Polyethylene prices are generally expected to rise this month, with most suppliers except Nova Chemicals seeking increases of 3-4¢/lb. July production disruptions fueled a resin-buying frenzy, with buyers of both prime and off-grade resins focusing on covering their needs through October, according to Mike Burns, RTi’s v.p. for PE.

While LyondellBasell removed its resin allocation on Aug.1, CPChem had not restarted its plant, and allocation was expected to remain through August. According to Burns, CPChem’s HDPE availability is a major concern as fall approaches. Meanwhile, Dow alerted its customers to a “serious” plant disruption in Canada on July 31, with some processors
notified of major allocations—as little as 50% of their August orders.
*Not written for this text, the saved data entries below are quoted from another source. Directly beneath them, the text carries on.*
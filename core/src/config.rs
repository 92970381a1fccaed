//! Evaluation configuration types

use serde::{Deserialize, Serialize};
use std::collections::BTreeMap;
use std::time::Duration;

/// Configuration of a single evaluation run
///
/// Describes how a test body should be exercised: how many workers invoke it
/// concurrently, how long the unmeasured warm-up and the measured window last,
/// and the aggregate rate ceiling shared by all workers.
#[derive(Debug, Clone, PartialEq, Serialize, Deserialize)]
#[serde(default)]
pub struct EvaluationConfig {
    /// Number of concurrent worker tasks
    pub threads: usize,

    /// Length of the measured window in milliseconds
    pub duration_ms: u64,

    /// Unmeasured warm-up preceding the measured window, in milliseconds
    pub warm_up_ms: u64,

    /// Aggregate invocation ceiling across all workers (0 = unbounded)
    pub max_executions_per_second: u32,

    /// Per-invocation timeout in milliseconds
    #[serde(skip_serializing_if = "Option::is_none")]
    pub invocation_timeout_ms: Option<u64>,

    /// How long the scheduler waits for in-flight invocations after the deadline
    pub drain_grace_ms: u64,

    /// Pass/fail bounds checked after the run
    pub thresholds: Thresholds,
}

impl Default for EvaluationConfig {
    fn default() -> Self {
        Self {
            threads: 1,
            duration_ms: 60_000,
            warm_up_ms: 0,
            max_executions_per_second: 0,
            invocation_timeout_ms: None,
            drain_grace_ms: 1_000,
            thresholds: Thresholds::default(),
        }
    }
}

impl EvaluationConfig {
    /// Create a new config with the given worker count
    pub fn new(threads: usize) -> Self {
        Self {
            threads,
            ..Default::default()
        }
    }

    /// Set the measured window length
    pub fn with_duration_ms(mut self, duration_ms: u64) -> Self {
        self.duration_ms = duration_ms;
        self
    }

    /// Set the warm-up length
    pub fn with_warm_up_ms(mut self, warm_up_ms: u64) -> Self {
        self.warm_up_ms = warm_up_ms;
        self
    }

    /// Set the aggregate rate ceiling (0 disables rate limiting)
    pub fn with_max_executions_per_second(mut self, rate: u32) -> Self {
        self.max_executions_per_second = rate;
        self
    }

    /// Set the per-invocation timeout
    pub fn with_invocation_timeout_ms(mut self, timeout_ms: u64) -> Self {
        self.invocation_timeout_ms = Some(timeout_ms);
        self
    }

    /// Set the drain grace period
    pub fn with_drain_grace_ms(mut self, grace_ms: u64) -> Self {
        self.drain_grace_ms = grace_ms;
        self
    }

    /// Set the thresholds
    pub fn with_thresholds(mut self, thresholds: Thresholds) -> Self {
        self.thresholds = thresholds;
        self
    }

    /// Measured window
    pub fn duration(&self) -> Duration {
        Duration::from_millis(self.duration_ms)
    }

    /// Warm-up window
    pub fn warm_up(&self) -> Duration {
        Duration::from_millis(self.warm_up_ms)
    }

    /// Drain grace period
    pub fn drain_grace(&self) -> Duration {
        Duration::from_millis(self.drain_grace_ms)
    }

    /// Configured per-invocation timeout, if any
    pub fn invocation_timeout(&self) -> Option<Duration> {
        self.invocation_timeout_ms.map(Duration::from_millis)
    }

    /// Rate ceiling, `None` when unbounded
    pub fn rate_limit(&self) -> Option<u32> {
        (self.max_executions_per_second > 0).then_some(self.max_executions_per_second)
    }

    /// Validate the configuration
    pub fn validate(&self) -> Result<(), ConfigError> {
        if self.threads == 0 {
            return Err(ConfigError::InvalidThreads(
                "threads must be at least 1".into(),
            ));
        }

        if self.warm_up_ms >= self.duration_ms {
            return Err(ConfigError::InvalidDuration(format!(
                "warm_up_ms ({}) must be less than duration_ms ({})",
                self.warm_up_ms, self.duration_ms
            )));
        }

        if self.invocation_timeout_ms == Some(0) {
            return Err(ConfigError::InvalidTimeout(
                "invocation timeout must be positive".into(),
            ));
        }

        self.thresholds.validate()
    }
}

/// Pass/fail bounds on derived statistics
///
/// Every bound is optional; an empty set of thresholds always passes.
/// Latency bounds are in milliseconds.
#[derive(Debug, Clone, Default, PartialEq, Serialize, Deserialize)]
#[serde(default)]
pub struct Thresholds {
    /// Highest allowed error percentage (0 - 100)
    #[serde(skip_serializing_if = "Option::is_none")]
    pub max_error_percentage: Option<f64>,

    /// Lowest allowed throughput (successful invocations per second)
    #[serde(skip_serializing_if = "Option::is_none")]
    pub min_throughput: Option<f64>,

    /// Lowest allowed minimum latency
    #[serde(skip_serializing_if = "Option::is_none")]
    pub min_latency_ms: Option<f64>,

    /// Highest allowed maximum latency
    #[serde(skip_serializing_if = "Option::is_none")]
    pub max_latency_ms: Option<f64>,

    /// Highest allowed mean latency
    #[serde(skip_serializing_if = "Option::is_none")]
    pub mean_latency_ms: Option<f64>,

    /// Highest allowed latency per percentile (percentile -> ms)
    #[serde(skip_serializing_if = "BTreeMap::is_empty")]
    pub max_latency_percentiles: BTreeMap<u8, f64>,
}

impl Thresholds {
    /// Create an empty set of thresholds
    pub fn new() -> Self {
        Self::default()
    }

    /// Set the error percentage ceiling
    pub fn with_max_error_percentage(mut self, pct: f64) -> Self {
        self.max_error_percentage = Some(pct);
        self
    }

    /// Set the throughput floor
    pub fn with_min_throughput(mut self, per_second: f64) -> Self {
        self.min_throughput = Some(per_second);
        self
    }

    /// Set the minimum latency floor
    pub fn with_min_latency_ms(mut self, ms: f64) -> Self {
        self.min_latency_ms = Some(ms);
        self
    }

    /// Set the maximum latency ceiling
    pub fn with_max_latency_ms(mut self, ms: f64) -> Self {
        self.max_latency_ms = Some(ms);
        self
    }

    /// Set the mean latency ceiling
    pub fn with_mean_latency_ms(mut self, ms: f64) -> Self {
        self.mean_latency_ms = Some(ms);
        self
    }

    /// Add a percentile latency ceiling
    pub fn with_max_latency_percentile(mut self, percentile: u8, ms: f64) -> Self {
        self.max_latency_percentiles.insert(percentile, ms);
        self
    }

    /// Whether no bound is configured
    pub fn is_empty(&self) -> bool {
        self.max_error_percentage.is_none()
            && self.min_throughput.is_none()
            && self.min_latency_ms.is_none()
            && self.max_latency_ms.is_none()
            && self.mean_latency_ms.is_none()
            && self.max_latency_percentiles.is_empty()
    }

    /// Validate the thresholds
    pub fn validate(&self) -> Result<(), ConfigError> {
        if let Some(pct) = self.max_error_percentage {
            if !(0.0..=100.0).contains(&pct) {
                return Err(ConfigError::InvalidThreshold(format!(
                    "max_error_percentage must be within 0..=100, got {pct}"
                )));
            }
        }

        let non_negative = [
            ("min_throughput", self.min_throughput),
            ("min_latency_ms", self.min_latency_ms),
            ("max_latency_ms", self.max_latency_ms),
            ("mean_latency_ms", self.mean_latency_ms),
        ];
        for (name, value) in non_negative {
            if let Some(v) = value {
                if !v.is_finite() || v < 0.0 {
                    return Err(ConfigError::InvalidThreshold(format!(
                        "{name} must be a non-negative number, got {v}"
                    )));
                }
            }
        }

        for (&percentile, &ms) in &self.max_latency_percentiles {
            check_percentile_entry(percentile, ms)?;
        }

        Ok(())
    }
}

/// Parse the compact percentile form `"90:7,95:7.5"` into percentile -> ms bounds
///
/// Whitespace around entries is ignored, as are empty entries.
pub fn parse_percentiles(spec: &str) -> Result<BTreeMap<u8, f64>, ConfigError> {
    let mut parsed = BTreeMap::new();

    for entry in spec.split(',').map(str::trim).filter(|e| !e.is_empty()) {
        let (percentile, ms) = entry.split_once(':').ok_or_else(|| {
            ConfigError::InvalidPercentiles(format!("expected '<percentile>:<ms>', got '{entry}'"))
        })?;

        let percentile: u8 = percentile.trim().parse().map_err(|_| {
            ConfigError::InvalidPercentiles(format!("invalid percentile in '{entry}'"))
        })?;
        let ms: f64 = ms.trim().parse().map_err(|_| {
            ConfigError::InvalidPercentiles(format!("invalid latency in '{entry}'"))
        })?;

        check_percentile_entry(percentile, ms)?;
        parsed.insert(percentile, ms);
    }

    Ok(parsed)
}

fn check_percentile_entry(percentile: u8, ms: f64) -> Result<(), ConfigError> {
    if percentile == 0 || percentile > 100 {
        return Err(ConfigError::InvalidPercentiles(format!(
            "percentile must be within 1..=100, got {percentile}"
        )));
    }
    if !ms.is_finite() || ms < 0.0 {
        return Err(ConfigError::InvalidPercentiles(format!(
            "latency bound for p{percentile} must be a non-negative number, got {ms}"
        )));
    }
    Ok(())
}

/// Configuration validation errors
#[derive(Debug, thiserror::Error)]
pub enum ConfigError {
    /// Invalid worker count
    #[error("Invalid threads: {0}")]
    InvalidThreads(String),

    /// Invalid duration or warm-up
    #[error("Invalid duration: {0}")]
    InvalidDuration(String),

    /// Invalid invocation timeout
    #[error("Invalid timeout: {0}")]
    InvalidTimeout(String),

    /// Invalid threshold bound
    #[error("Invalid threshold: {0}")]
    InvalidThreshold(String),

    /// Invalid percentile specification
    #[error("Invalid percentiles: {0}")]
    InvalidPercentiles(String),

    /// More than one reporting configuration is marked active for a class
    #[error("{count} reporting configurations are marked active for '{group}', expected at most one")]
    MultipleActiveReporting {
        /// Owning class identity
        group: String,
        /// Number of active candidates
        count: usize,
    },
}

#[cfg(test)]
mod tests {
    use super::*;

    #[test]
    fn test_default_config() {
        let config = EvaluationConfig::default();
        assert_eq!(config.threads, 1);
        assert_eq!(config.duration_ms, 60_000);
        assert_eq!(config.warm_up_ms, 0);
        assert!(config.rate_limit().is_none());
        assert!(config.thresholds.is_empty());
        assert!(config.validate().is_ok());
    }

    #[test]
    fn test_config_builder_pattern() {
        let config = EvaluationConfig::new(4)
            .with_duration_ms(1_000)
            .with_warm_up_ms(100)
            .with_max_executions_per_second(1_000)
            .with_invocation_timeout_ms(50)
            .with_thresholds(Thresholds::new().with_max_error_percentage(1.0));

        assert_eq!(config.threads, 4);
        assert_eq!(config.duration(), Duration::from_secs(1));
        assert_eq!(config.warm_up(), Duration::from_millis(100));
        assert_eq!(config.rate_limit(), Some(1_000));
        assert_eq!(config.invocation_timeout(), Some(Duration::from_millis(50)));
        assert!(config.validate().is_ok());
    }

    #[test]
    fn test_config_validation_zero_threads() {
        let config = EvaluationConfig {
            threads: 0,
            ..Default::default()
        };
        assert!(matches!(
            config.validate(),
            Err(ConfigError::InvalidThreads(_))
        ));
    }

    #[test]
    fn test_config_validation_warm_up_not_below_duration() {
        let config = EvaluationConfig::new(1)
            .with_duration_ms(100)
            .with_warm_up_ms(100);
        assert!(matches!(
            config.validate(),
            Err(ConfigError::InvalidDuration(_))
        ));

        let zero = EvaluationConfig::new(1).with_duration_ms(0);
        assert!(zero.validate().is_err());
    }

    #[test]
    fn test_config_validation_zero_timeout() {
        let config = EvaluationConfig::new(1).with_invocation_timeout_ms(0);
        assert!(matches!(
            config.validate(),
            Err(ConfigError::InvalidTimeout(_))
        ));
    }

    #[test]
    fn test_threshold_validation() {
        assert!(Thresholds::new()
            .with_max_error_percentage(101.0)
            .validate()
            .is_err());
        assert!(Thresholds::new().with_min_throughput(-1.0).validate().is_err());
        assert!(Thresholds::new()
            .with_max_latency_percentile(0, 5.0)
            .validate()
            .is_err());
        assert!(Thresholds::new()
            .with_max_error_percentage(0.0)
            .with_max_latency_percentile(99, 5.0)
            .validate()
            .is_ok());
    }

    #[test]
    fn test_parse_percentiles() {
        let parsed = parse_percentiles("90:7, 95:7.5,,99:12").unwrap();
        assert_eq!(parsed.len(), 3);
        assert_eq!(parsed[&90], 7.0);
        assert_eq!(parsed[&95], 7.5);
        assert_eq!(parsed[&99], 12.0);

        assert!(parse_percentiles("").unwrap().is_empty());
    }

    #[test]
    fn test_parse_percentiles_rejects_garbage() {
        assert!(parse_percentiles("90").is_err());
        assert!(parse_percentiles("ninety:7").is_err());
        assert!(parse_percentiles("90:fast").is_err());
        assert!(parse_percentiles("101:7").is_err());
        assert!(parse_percentiles("50:-1").is_err());
    }

    #[test]
    fn test_config_serialization() {
        let config = EvaluationConfig::new(2)
            .with_duration_ms(500)
            .with_thresholds(Thresholds::new().with_max_latency_percentile(95, 10.0));

        let json = serde_json::to_string(&config).unwrap();
        assert!(!json.contains("invocation_timeout_ms"));

        let deserialized: EvaluationConfig = serde_json::from_str(&json).unwrap();
        assert_eq!(deserialized, config);
    }

    #[test]
    fn test_config_partial_deserialization_uses_defaults() {
        let config: EvaluationConfig =
            serde_json::from_str(r#"{"threads": 3, "duration_ms": 2000}"#).unwrap();
        assert_eq!(config.threads, 3);
        assert_eq!(config.duration_ms, 2_000);
        assert_eq!(config.drain_grace_ms, 1_000);
    }
}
It now appears that nearly everyone is on order control. “You can only get what you normally buy,” observed Burns, adding that LL/LDPE supplies are tight but HDPE availability is even worse. He added that inventory recovery is not expected for at least 60 days.

Spot PE trading was swift and prices continued to rise through July into August. A change in market sentiment encouraged modest restocking, which, coupled with several recent resin production issues, quickly drove up spot market prices by as much as 5-7¢/lb. Spot supplies of LDPE and LLDPE film grades remain snug while offers for HDPE appeared to have disappeared, according to Greenberg.

Polypropylene prices were expected to move up last month in step with proposals for a 6-7¢/lb monomer increase, driven by unplanned production disruptions at several crackers. At least three PP suppliers—Phillips 66, Ineos, and Pinnacle—gave notice of their intentions to hike PP prices and tack on additional increases of 2-4¢/lb for margin expansion above the final August monomer contracts, according to Scott Newell, RTI’s director of client services for PP.

PP trading remained busy, even leaning toward robust. Spot PP prices entering August jumped by 6¢/lb. “Restricted resin production has been tightening supplies; add in rising feedstock costs, and the fledgling rally has just turned into a little bull market,” noted Greenberg. PP contracts this year were up 4¢/lb and then dropped 7¢/lb, so they are down a net 3¢ through July. This loss was generally expected to be erased in August as a price increase appeared imminent.

Unplanned PP production disruptions in June and July struck at Pinnacle, Formosa, Flint Hills, ExxonMobil, and Total, according to Newell. Both Braskem and Formosa had planned turnaround shutdowns—Braskem’s started in early August and was to last 45 days, while Formosa’s was to start this month and last 40 days. Newell expected PP availability to be somewhat constrained until all the production issues were smoothed out. He noted that strong demand in June brought demand growth for PP from -2.43% to +1.38%, relative to the average for 2013.

Polystyrene prices moved up a full 7¢/lb following an 80¢/gal bump in July benzene contracts.
But there was also upward pressure developing from the ethylene side, according to Mark Kallman, RTi’s v.p. of client services for engineering resins, PS, and PVC.

He expected flat-to-lower prices last month, noting that August benzene contracts settled lower by 20¢/gal. There was the problem of ethylene tightness, however, brought on by unplanned cracker shutdowns and startup delays. While July ethylene contracts had yet to be settled in early August, they were expected to move up by at least 3-4¢/lb. Still Kallman anticipated that the ethylene supply situation will have worked itself out by this month, and still saw some potential for PS prices dropping a bit.

PVC prices did not drop any further, remaining flat instead. The 80¢/gal July benzene contract increase and the constricted ethylene supplies brought on by unplanned production interruptions halted any further price relief, according to RTI’s Kallman.

Meanwhile, PVC suppliers had called for 2-3¢/lb increases on Aug. 1, though Kallman
expected there would be significant pushback by processors against their implementation. “I expect relief from ethylene price pressure in September and more availability of PVC as the construction season begins to slow,” he said.